En su interior, un hombre permanecía de pie en silencio. Viejo y solo.

—Cardenal Baggia —susurró el asesino—. ¿Ha rezado ya?

El italiano lo miró sin miedo.

—Sólo por su alma.

CAPÍTULO 98

Los seis bomberos que acudieron a la iglesia de Santa Maria della Vittoria sofocaron el fuego con chorros de gas halón. El agua era más barata, pero el vapor habría estropeado los frescos de la capilla, y el Vaticano ofrecía a los pompieri un generoso estipendio por un servicio rápido y prudente en los edificios de su propiedad.

Debido a la naturaleza de su trabajo, los bomberos presenciaban tragedias casi a diario, pero lo acontecido en esa iglesia era algo que ninguno de ellos olvidaría. Crucifixión, ahorcamiento, quema en la hoguera..., la escena parecía salida directamente de una pesadilla gótica.

Lamentablemente, como solía suceder, los medios habían llegado antes que el cuerpo de bomberos, y habían grabado numerosas imágenes antes de que despejaran la iglesia. Cuando los bomberos pudieron finalmente descolgar a la víctima y depositarla en el suelo, no tuvieron duda alguna de quién se trataba.

Cardinale Guidera —susurró uno de ellos—. Di Barcellona.

La víctima estaba desnuda. La parte inferior de su cuerpo había quedado completamente carbonizada y las heridas abiertas de los muslos rezumaban sangre. Las tibias estaban expuestas. Un bombero vomitó. Otro tuvo que salir de la iglesia para respirar aire fresco.
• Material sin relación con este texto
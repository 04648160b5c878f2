//! Generic rooted-digraph infrastructure.
//!
//! The flow graph in [`crate::cfg`] is a thin wrapper over the containers and
//! algorithms here; nothing in this module knows about blocks, instructions,
//! or merge declarations.

pub mod algorithms;
mod directed;
mod node;
mod traits;

pub use algorithms::{postorder, reverse_postorder, DominatorTree};
pub use directed::DirectedGraph;
pub use node::NodeId;
pub use traits::{GraphBase, Predecessors, RootedGraph, Successors};
//! The per-function flow graph.

use std::collections::HashMap;
use std::sync::OnceLock;

use crate::cfg::{BasicBlock, CfgEdgeKind};
use crate::graph::{
    DirectedGraph, DominatorTree, GraphBase, NodeId, Predecessors, RootedGraph, Successors,
};
use crate::module::BlockId;

/// The control-flow graph of one function.
///
/// Nodes carry [`BasicBlock`]s and are allocated in block declaration order,
/// so `NodeId` rank equals declaration rank. Every node is reachable from the
/// entry (the builder rejects unreachable blocks), which lets dominance
/// queries assume total coverage.
///
/// The dominator tree is computed lazily on first use and cached.
#[derive(Debug)]
pub struct FlowGraph {
    graph: DirectedGraph<BasicBlock, CfgEdgeKind>,
    entry: NodeId,
    by_label: HashMap<BlockId, NodeId>,
    dominators: OnceLock<DominatorTree>,
}

impl FlowGraph {
    pub(crate) fn new(
        graph: DirectedGraph<BasicBlock, CfgEdgeKind>,
        entry: NodeId,
        by_label: HashMap<BlockId, NodeId>,
    ) -> Self {
        Self {
            graph,
            entry,
            by_label,
            dominators: OnceLock::new(),
        }
    }

    /// The entry node.
    #[must_use]
    pub fn entry(&self) -> NodeId {
        self.entry
    }

    /// Borrows a block by node id.
    #[must_use]
    pub fn block(&self, node: NodeId) -> &BasicBlock {
        self.graph.node(node)
    }

    /// Resolves a block label to its node.
    #[must_use]
    pub fn node_of(&self, label: BlockId) -> Option<NodeId> {
        self.by_label.get(&label).copied()
    }

    /// Iterates all nodes in block declaration order.
    pub fn nodes(&self) -> impl Iterator<Item = NodeId> {
        self.graph.node_ids()
    }

    /// Iterates the out-edges of a node with their kinds.
    pub fn edges(&self, from: NodeId) -> impl Iterator<Item = (NodeId, &CfgEdgeKind)> + '_ {
        self.graph.edges(from)
    }

    /// The dominator tree, computed on first use.
    pub fn dominator_tree(&self) -> &DominatorTree {
        self.dominators.get_or_init(|| DominatorTree::compute(self))
    }

    /// True when `a` dominates `b`.
    #[must_use]
    pub fn dominates(&self, a: NodeId, b: NodeId) -> bool {
        self.dominator_tree().dominates(a, b)
    }
}

impl GraphBase for FlowGraph {
    fn node_count(&self) -> usize {
        self.graph.node_count()
    }
}

impl Successors for FlowGraph {
    fn successors(&self, node: NodeId) -> impl Iterator<Item = NodeId> + '_ {
        self.graph.successors(node)
    }
}

impl Predecessors for FlowGraph {
    fn predecessors(&self, node: NodeId) -> impl Iterator<Item = NodeId> + '_ {
        self.graph.predecessors(node)
    }
}

impl RootedGraph for FlowGraph {
    fn root(&self) -> NodeId {
        self.entry
    }
}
Lo más espantoso, sin embargo, era el símbolo que le habían grabado en el pecho. El jefe del equipo de bomberos rodeó el cadáver sobrecogido por el horror. «È opera del diavolo —dijo para sí—. Esto es obra del mismísimo Satanás.» Y se santiguó por primera vez desde que era niño.

C’è un altro cadavere! —exclamó alguien. Uno de los bomberos había encontrado otro cuerpo.

El jefe de bomberos reconoció de inmediato a la segunda víctima. El austero comandante de la Guardia Suiza era un hombre por el que pocos representantes de las fuerzas del orden público sentían aprecio. El jefe llamó al Vaticano, pero todas las líneas estaban ocupadas. Sabía que daba igual. La Guardia Suiza se enteraría por la televisión en cuestión de minutos.

Al inspeccionar los daños para intentar dilucidar qué debía de haber pasado, el jefe vio un nicho que había sido acribillado a balazos. Un ataúd había caído de sus soportes y había volcado. Estaba todo hecho un desastre. «De esto ya se encargarán la policía y la Santa Sede», pensó, volviéndose.

Mientras lo hacía, sin embargo, oyó un ruido que provenía del ataúd y se detuvo. Era un sonido que a ningún bombero le gustaba oír.

Una bomba! —gritó—. Tutti fuori!

Cuando la brigada de artificieros dio la vuelta al ataúd, descubrió el origen del pitido. Todos se quedaron mirando fijamente la escena, confusos.

Medico! —exclamó finalmente un artificiero—. Un medico!

CAPÍTULO 99

—¿Alguna noticia de Olivetti? —preguntó el camarlengo, con el rostro macilento, mientras Rocher lo escoltaba de la capilla Sixtina al despacho del papa.

—No, signore. Temo lo peor.

Cuando llegaron al despacho, el camarlengo se dirigió a Rocher con voz grave.

—Capitán, ya no puedo hacer nada más. De hecho, me temo que ya he hecho demasiado. Voy a entrar al despacho a rezar. Que nadie me moleste. El resto está ahora en manos de Dios.

—Sí, signore.

—Es tarde, capitán. Encuentre ese contenedor.

—Nuestra búsqueda continúa. —Rocher vaciló—. Pero el arma parece estar muy bien escondida.

Ventresca hizo una mueca de dolor, como si no pudiera pensar en ello.